Jamais je n’oublierai cette nuit-là. Ma mémoire a gardé, dans leur intégrité, les impressions de ces heures d’inquiétude : je les ressens encore. Les rapports télégraphiques se succédaient par fil direct : on pourrait s’entendre, semblait-il… Aucun espoir de conciliation… Le commandement suprême avait été offert à Klembovsky… Klembovsky refuserait, probablement… L’une après l’autre m’arrivaient les copies des dépêches adressées au gouvernement provisoire par tous les commandants des armées du front, par le général Elsner et par plusieurs officiers supérieurs : tous, ils se ralliaient à mes déclarations. Chacun faisait son devoir de citoyen ; c’était très courageux dans cette atmosphère surchargée de haine et de soupçon… Mais on ne pouvait plus remplir son devoir de soldat… Enfin une voix désespérée s’éleva du Grand Quartier Général. Impossible de qualifier autrement l’ordre du jour de Kornilov, arrivé dans la nuit du 27 au 28 :

« La première partie de la dépêche n° 4163 ([1]) du ministre-président est un mensonge formel. Ce n’est pas moi qui ai envoyé au gouvernement provisoire V. Lvov, membre de la Douma d’Empire ; c’est lui qui est venu chez moi, délégué par le ministre-président. Alexis Aladyne, membre de la Douma d’Empire, peut en témoigner.

Ainsi, une monstrueuse provocation a été perpétrée : l’enjeu de la partie est le sort du Pays.

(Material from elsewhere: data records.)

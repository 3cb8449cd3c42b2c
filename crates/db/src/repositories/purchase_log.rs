//! Purchase log and inventory read model.

use std::collections::BTreeMap;

use chrono::Utc;
use sea_orm::{
    ActiveModelTrait, ColumnTrait, ConnectionTrait, DatabaseTransaction, EntityTrait,
    QueryFilter, QueryOrder, Set,
};
use serde::{Deserialize, Serialize};
use uuid::Uuid;

use merchcoin_core::ledger::{LedgerError, RedemptionPlan};

use crate::entities::purchases;
use crate::error::classify_db_error;

/// How many of one item an employee owns.
#[derive(Debug, Clone, PartialEq, Eq, Serialize, Deserialize)]
pub struct InventoryItem {
    /// Catalog item name.
    pub item: String,
    /// Number of purchases of this item.
    pub quantity: u64,
}

/// Purchase log repository.
pub struct PurchaseLog;

impl PurchaseLog {
    /// Records a redemption as part of the caller's unit of work.
    ///
    /// # Errors
    ///
    /// Returns a classified storage error if the insert fails.
    pub async fn append(
        txn: &DatabaseTransaction,
        plan: &RedemptionPlan,
    ) -> Result<(), LedgerError> {
        purchases::ActiveModel {
            id: Set(Uuid::now_v7()),
            username: Set(plan.buyer.clone()),
            item: Set(plan.item.clone()),
            price: Set(plan.price),
            created_at: Set(Utc::now().fixed_offset()),
        }
        .insert(txn)
        .await
        .map_err(classify_db_error)?;
        Ok(())
    }

    /// Aggregates an employee's purchases by item, sorted by item name.
    ///
    /// # Errors
    ///
    /// Returns a classified storage error if the query fails.
    pub async fn inventory_for<C>(db: &C, username: &str) -> Result<Vec<InventoryItem>, LedgerError>
    where
        C: ConnectionTrait,
    {
        let rows = purchases::Entity::find()
            .filter(purchases::Column::Username.eq(username))
            .order_by_asc(purchases::Column::Item)
            .all(db)
            .await
            .map_err(classify_db_error)?;

        let mut counts: BTreeMap<String, u64> = BTreeMap::new();
        for row in rows {
            *counts.entry(row.item).or_default() += 1;
        }

        Ok(counts
            .into_iter()
            .map(|(item, quantity)| InventoryItem { item, quantity })
            .collect())
    }
}
//! Credential checks and password hashing.
//!
//! Employees are identified by username alone; the first successful
//! authentication registers them.

mod password;

pub use password::{PasswordError, hash_password, verify_password};

use thiserror::Error;

/// Longest username accepted at registration.
pub const MAX_USERNAME_LEN: usize = 64;

/// Errors in the shape of submitted credentials.
#[derive(Debug, Clone, PartialEq, Eq, Error)]
pub enum CredentialError {
    /// Username is empty or whitespace.
    #[error("username must not be empty")]
    EmptyUsername,

    /// Username exceeds [`MAX_USERNAME_LEN`].
    #[error("username must be at most {MAX_USERNAME_LEN} characters")]
    UsernameTooLong,

    /// Password is empty.
    #[error("password must not be empty")]
    EmptyPassword,
}

/// Validates submitted credentials before any lookup or hashing.
///
/// # Errors
///
/// Returns the first problem found with the username, then the password.
pub fn validate_credentials(username: &str, password: &str) -> Result<(), CredentialError> {
    if username.trim().is_empty() {
        return Err(CredentialError::EmptyUsername);
    }
    if username.chars().count() > MAX_USERNAME_LEN {
        return Err(CredentialError::UsernameTooLong);
    }
    if password.is_empty() {
        return Err(CredentialError::EmptyPassword);
    }
    Ok(())
}

#[cfg(test)]
mod tests {
    use super::*;

    #[test]
    fn test_valid_credentials() {
        assert!(validate_credentials("alice", "secret").is_ok());
    }

    #[test]
    fn test_blank_username() {
        assert_eq!(
            validate_credentials("   ", "secret"),
            Err(CredentialError::EmptyUsername)
        );
    }

    #[test]
    fn test_long_username() {
        let name = "a".repeat(MAX_USERNAME_LEN + 1);
        assert_eq!(
            validate_credentials(&name, "secret"),
            Err(CredentialError::UsernameTooLong)
        );
    }

    #[test]
    fn test_empty_password() {
        assert_eq!(
            validate_credentials("alice", ""),
            Err(CredentialError::EmptyPassword)
        );
    }
}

Hommes russes ! Notre grande patrie se meurt. L’heure de sa fin est proche.

Je suis forcé d’agir ouvertement ; et je déclare, moi, le général Kornilov, que le gouvernement provisoire, cédant à la pression de la majorité bolcheviste des Soviets, agit conformément aux plans du grand état-major allemand : il assassine l’armée et bouleverse le pays, à l’intérieur, au moment même où l’ennemi prépare une descente sur la côte de Riga.

La ruine de la patrie est imminente, j’en ai la triste conviction. C’est pourquoi, à cette minute tragique, je fais appel à tous les vrais Russes : il faut sauver le Pays qui se meurt. Vous tous qui sentez un cœur russe battre dans votre poitrine, vous tous qui croyez en Dieu — allez dans les églises supplier le Seigneur d’accomplir un suprême miracle : qu’Il sauve notre terre natale.

Moi, le général Kornilov, fils d’un paysan-cosaque, je déclare

  1. L’état-major n’a pas reçu cette dépêche. Voici comment Kérensky présente l’incident Lvov : « Le 26 août, le général Kornilov m’envoya V.-N Lvov, membre de la Douma d’Empire. Il l’avait chargé d’exiger la remise par le Gouvernement Provisoire de tous les pouvoirs civils et militaires. Il aurait constitué ensuite, à son gré, un nouveau gouvernement. »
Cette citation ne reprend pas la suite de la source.